NEW DELHI — U.S. Defense Secretary Lloyd Austin on Monday discussed upgrading partnership with India, a major arms buyer, and set a road map for cooperation for the next five years as both countries grapple with China’s economic rise and increased belligerence, officials said. Austin’s visit comes as India strengthens its domestic defense industry by acquiring new technologies and reducing reliance on imports, particularly from Russia, its largest supplier of military hardware despite the ongoing war in Ukraine.

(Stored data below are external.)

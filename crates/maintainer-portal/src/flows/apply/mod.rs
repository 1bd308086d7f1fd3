//! Application form flow: draft editing, field validation, company
//! autocomplete, and submission orchestration.

pub mod domain;
pub mod session;
pub mod validate;

#[cfg(test)]
mod tests;

pub use domain::{
    split_dependencies, ApplicationDraft, ApplicationPayload, Field, SelinuxStatus, APPLIED_STATUS,
};
pub use session::{FormSession, SubmitOutcome, SUBMIT_ACCEPTED_MESSAGE, SUBMIT_FAILED_MESSAGE};
pub use validate::{prepare, validate, validate_field, FieldError, Violation};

Indian Defense Minister Rajnath Singh, second left, welcomes U.S. Secretary of Defense, Lloyd Austin before their meeting, in New Delhi, India, Monday, June 5, 2023. |
Austin and his Indian counterpart, Rajnath Singh, explored ways of building resilient supply chains, a statement from India’s Defense Ministry said. They decided “to identify opportunities for the co-development of new technologies and co-production of existing and new systems and facilitate increased collaboration between defense startup ecosystems of the two countries.”

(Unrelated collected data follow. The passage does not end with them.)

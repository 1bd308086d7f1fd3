use std::env;
use std::fmt;
use std::time::Duration;

use url::Url;

/// Default maintainer API host, matching the production deployment.
pub const DEFAULT_API_BASE: &str = "https://api.stag-os.org";

const DEFAULT_TIMEOUT_SECS: u64 = 30;

/// Distinguishes runtime behavior for different stages of the portal.
#[derive(Debug, Clone, Copy, PartialEq, Eq)]
pub enum AppEnvironment {
    Development,
    Test,
    Production,
}

impl AppEnvironment {
    fn from_str(value: &str) -> Self {
        match value.trim().to_ascii_lowercase().as_str() {
            "prod" | "production" => Self::Production,
            "test" | "ci" => Self::Test,
            _ => Self::Development,
        }
    }
}

/// Top-level configuration for the portal.
#[derive(Debug, Clone)]
pub struct AppConfig {
    pub environment: AppEnvironment,
    pub api: ApiConfig,
    pub telemetry: TelemetryConfig,
}

impl AppConfig {
    pub fn load() -> Result<Self, ConfigError> {
        dotenvy::dotenv().ok();

        let environment = AppEnvironment::from_str(
            &env::var("PORTAL_ENV").unwrap_or_else(|_| "development".to_string()),
        );

        let base_url =
            env::var("PORTAL_API_BASE").unwrap_or_else(|_| DEFAULT_API_BASE.to_string());
        Url::parse(&base_url).map_err(|source| ConfigError::InvalidBaseUrl {
            value: base_url.clone(),
            source,
        })?;

        let timeout_secs = match env::var("PORTAL_HTTP_TIMEOUT_SECS") {
            Ok(raw) => raw
                .parse::<u64>()
                .map_err(|_| ConfigError::InvalidTimeout)?,
            Err(_) => DEFAULT_TIMEOUT_SECS,
        };
        if timeout_secs == 0 {
            return Err(ConfigError::InvalidTimeout);
        }

        let log_level = env::var("PORTAL_LOG_LEVEL").unwrap_or_else(|_| "info".to_string());

        Ok(Self {
            environment,
            api: ApiConfig {
                base_url,
                timeout: Duration::from_secs(timeout_secs),
            },
            telemetry: TelemetryConfig { log_level },
        })
    }
}

/// Settings for the outbound maintainer API client.
#[derive(Debug, Clone)]
pub struct ApiConfig {
    pub base_url: String,
    pub timeout: Duration,
}

/// Tracing controls.
#[derive(Debug, Clone)]
pub struct TelemetryConfig {
    pub log_level: String,
}

#[derive(Debug)]
pub enum ConfigError {
    InvalidBaseUrl {
        value: String,
        source: url::ParseError,
    },
    InvalidTimeout,
}

impl fmt::Display for ConfigError {
    fn fmt(&self, f: &mut fmt::Formatter<'_>) -> fmt::Result {
        match self {
            ConfigError::InvalidBaseUrl { value, .. } => {
                write!(f, "PORTAL_API_BASE '{}' is not a valid URL", value)
            }
            ConfigError::InvalidTimeout => {
                write!(
                    f,
                    "PORTAL_HTTP_TIMEOUT_SECS must be a positive number of seconds"
                )
            }
        }
    }
}

impl std::error::Error for ConfigError {
    fn source(&self) -> Option<&(dyn std::error::Error + 'static)> {
        match self {
            ConfigError::InvalidBaseUrl { source, .. } => Some(source),
            ConfigError::InvalidTimeout => None,
        }
    }
}

#[cfg(test)]
mod tests {
    use super::*;
    use std::env;
    use std::sync::{Mutex, OnceLock};

    fn env_guard() -> &'static Mutex<()> {
        static GUARD: OnceLock<Mutex<()>> = OnceLock::new();
        GUARD.get_or_init(|| Mutex::new(()))
    }

    fn reset_env() {
        env::remove_var("PORTAL_ENV");
        env::remove_var("PORTAL_API_BASE");
        env::remove_var("PORTAL_HTTP_TIMEOUT_SECS");
        env::remove_var("PORTAL_LOG_LEVEL");
    }

    #[test]
    fn load_uses_defaults_when_env_missing() {
        let _lock = env_guard().lock().expect("env mutex poisoned");
        reset_env();
        let config = AppConfig::load().expect("config loads with defaults");
        assert_eq!(config.environment, AppEnvironment::Development);
        assert_eq!(config.api.base_url, DEFAULT_API_BASE);
        assert_eq!(config.api.timeout, Duration::from_secs(30));
        assert_eq!(config.telemetry.log_level, "info");
    }

    #[test]
    fn rejects_a_malformed_base_url() {
        let _lock = env_guard().lock().expect("env mutex poisoned");
        reset_env();
        env::set_var("PORTAL_API_BASE", "not a url");
        let err = AppConfig::load().expect_err("bad base url rejected");
        assert!(matches!(err, ConfigError::InvalidBaseUrl { .. }));
        reset_env();
    }

    #[test]
    fn rejects_a_zero_timeout() {
        let _lock = env_guard().lock().expect("env mutex poisoned");
        reset_env();
        env::set_var("PORTAL_HTTP_TIMEOUT_SECS", "0");
        let err = AppConfig::load().expect_err("zero timeout rejected");
        assert!(matches!(err, ConfigError::InvalidTimeout));
        reset_env();
    }
}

They also discussed regional security issues and committed to strengthening operational collaboration across all military services, with an eye to supporting India’s leading role as a security provider in the Indo-Pacific, the statement said.
The new road map for U.S.-India defense industrial cooperation will fast-track technology cooperation and co-production in areas such as air combat and land mobility systems, intelligence, surveillance, and reconnaissance, munitions and the undersea domain, the U.S. Embassy in New Delhi said.

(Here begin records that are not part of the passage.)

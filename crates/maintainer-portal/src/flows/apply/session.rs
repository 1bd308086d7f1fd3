use serde::Serialize;
use tracing::warn;

use super::domain::{ApplicationDraft, Field};
use super::validate::{self, FieldError};
use crate::client::{ApiError, PortalClient};

/// Confirmation text shown after an accepted submission.
pub const SUBMIT_ACCEPTED_MESSAGE: &str = "Form submitted successfully, please check your email\nIf not received please check your spam folder";

/// Generic text for submission failures that carry no server message.
pub const SUBMIT_FAILED_MESSAGE: &str = "Submission failed, please try again later";

/// How one submission attempt ended.
#[derive(Debug, Clone, PartialEq, Eq, Serialize)]
#[serde(tag = "outcome", rename_all = "snake_case")]
pub enum SubmitOutcome {
    /// The server accepted the application.
    Accepted { message: String },
    /// The server refused it; `message` is the server's text, verbatim.
    Rejected { message: String },
    /// Transport failure or unexplained error status.
    Failed { message: String },
    /// Client-side validation failed; nothing was transmitted.
    Invalid { errors: Vec<FieldError> },
}

/// State of one application-form session: the draft being edited, the
/// advisory company directory, and the in-flight submission flag. Each
/// session owns its state outright; nothing is shared across flows.
#[derive(Debug, Default)]
pub struct FormSession {
    draft: ApplicationDraft,
    companies: Vec<String>,
    directory_loaded: bool,
    submitting: bool,
}

impl FormSession {
    /// Fresh session with the form's default values.
    pub fn new() -> Self {
        Self::default()
    }

    /// Session resuming a pre-filled draft.
    pub fn with_draft(draft: ApplicationDraft) -> Self {
        Self {
            draft,
            ..Self::default()
        }
    }

    /// Session with a pre-populated directory, bypassing the fetch.
    #[cfg(test)]
    pub(crate) fn with_directory(companies: Vec<String>) -> Self {
        Self {
            companies,
            directory_loaded: true,
            ..Self::default()
        }
    }

    pub fn draft(&self) -> &ApplicationDraft {
        &self.draft
    }

    /// Update one field and report its incremental validation result.
    pub fn set_field(&mut self, field: Field, value: impl Into<String>) -> Option<FieldError> {
        self.draft.set(field, value);
        validate::validate_field(&self.draft, field)
    }

    /// Re-validate one field without changing it (blur handling).
    pub fn blur(&self, field: Field) -> Option<FieldError> {
        validate::validate_field(&self.draft, field)
    }

    /// Fetch the company directory once per session. Failure degrades to an
    /// empty suggestion set and is never surfaced to the user; the form
    /// stays fully usable either way.
    pub async fn load_companies(&mut self, client: &PortalClient) {
        if self.directory_loaded {
            return;
        }
        self.directory_loaded = true;

        match client.companies().await {
            Ok(companies) => self.companies = companies,
            Err(error) => {
                warn!(%error, "company directory unavailable, autocomplete disabled");
                self.companies.clear();
            }
        }
    }

    pub fn companies(&self) -> &[String] {
        &self.companies
    }

    /// Autocomplete suggestions for the company field: case-insensitive
    /// substring match, the whole directory when the input is blank. The
    /// directory is advisory; free-text entry is always permitted.
    pub fn suggestions(&self, input: &str) -> Vec<&str> {
        let needle = input.trim().to_lowercase();
        self.companies
            .iter()
            .map(String::as_str)
            .filter(|company| needle.is_empty() || company.to_lowercase().contains(&needle))
            .collect()
    }

    /// True while a submission is outstanding; the rendering layer disables
    /// its submit control off this flag.
    pub fn is_submitting(&self) -> bool {
        self.submitting
    }

    /// Validate exhaustively and, only if the whole draft passes, transmit
    /// it. Any failing field blocks the wire call. The draft is preserved
    /// across rejections so the user can correct and resubmit.
    pub async fn submit(&mut self, client: &PortalClient) -> SubmitOutcome {
        if self.submitting {
            return SubmitOutcome::Failed {
                message: SUBMIT_FAILED_MESSAGE.to_string(),
            };
        }

        let payload = match validate::prepare(&self.draft) {
            Ok(payload) => payload,
            Err(errors) => return SubmitOutcome::Invalid { errors },
        };

        self.submitting = true;
        let result = client.submit(&payload).await;
        self.submitting = false;

        match result {
            Ok(()) => SubmitOutcome::Accepted {
                message: SUBMIT_ACCEPTED_MESSAGE.to_string(),
            },
            Err(ApiError::Rejected { message }) => SubmitOutcome::Rejected { message },
            Err(error) => {
                warn!(%error, "application submission failed");
                SubmitOutcome::Failed {
                    message: SUBMIT_FAILED_MESSAGE.to_string(),
                }
            }
        }
    }
}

“This initiative aims to change the paradigm for cooperation between U.S. and Indian defense sectors, including a set of specific proposals that could provide India access to cutting-edge technologies and support India’s defense modernization plans,” it said.
The discussions also included cooperation in space, cyberspace, and artificial intelligence. Austin also met with India’s National Security Adviser Ajit Doval.
“I’m returning to India to meet with key leaders for discussions about strengthening our Major Defense Partnership. Together, we’re advancing a shared vision for a free and open Indo-Pacific,” Austin tweeted after his arrival in New Delhi on Sunday.
Austin, who is on his second visit to India, was expected to lay the groundwork for Prime Minister Narendra Modi’s visit to Washington on June 22, which has fuelled speculation about a possible announcement of defense contracts.
India is looking to buy 18 armed high-altitude long-endurance unmanned aerial vehicles from General Atomics Aeronautical Systems Inc. for an estimated $1.5 billion to $2 billion, said Rahul Bedi, a defense analyst. The UAVs would likely be deployed along its restive borders with China and Pakistan and in the strategic Indian Ocean region, Bedi said.
Indian media reports said a joint production and manufacture of combat aircraft engines, infantry combat vehicles, howitzers and their precision ordnance were discussed last month in Washington at a meeting of the U.S.-India Defense Policy Group.
Austin arrived in New Delhi from Singapore, where he attended the Shangri-La Dialogue, an annual forum bringing together top defense officials, diplomats and leaders. Austin lobbied for support for Washington’s vision of a “free, open, and secure Indo-Pacific within a world of rules and rights” as the best course to counter increasing Chinese assertiveness in the region.
China’s Defense Minister Gen. Li Shangfu said at the conference that the U.S. has been “deceiving and exploiting” Asia-Pacific nations to advance its own self-interests to preserve “its dominant position.”
Li suggested that Washington has been holding on to alliances that are “remnants of the Cold War” and establishing new pacts, like the AUKUS agreement with Britain and Australia and the Quad grouping with Australia, India and Japan, “to divide the world into ideologically-driven camps and provoke confrontation.”
India is trying a balancing act in its ties with Washington and Moscow, and has been reducing its dependence on Russian arms by also buying from the U.S., France, Germany and other countries.
The U.S. defense trade with India has risen from near zero in 2008 to over $20 billion in 2020. Major Indian purchases from the United States included long-range maritime patrol aircraft, C-130 transport aircraft, missiles and drones.
Experts say up to 60% of Indian defense equipment comes from Russia, and New Delhi finds itself in a bind at a time when it is facing a 3-year-old border standoff with China in eastern Ladakh, where tens of thousands of soldiers are stationed within shooting distance. Twenty Indian soldiers and four Chinese troops died in a clash in 2020.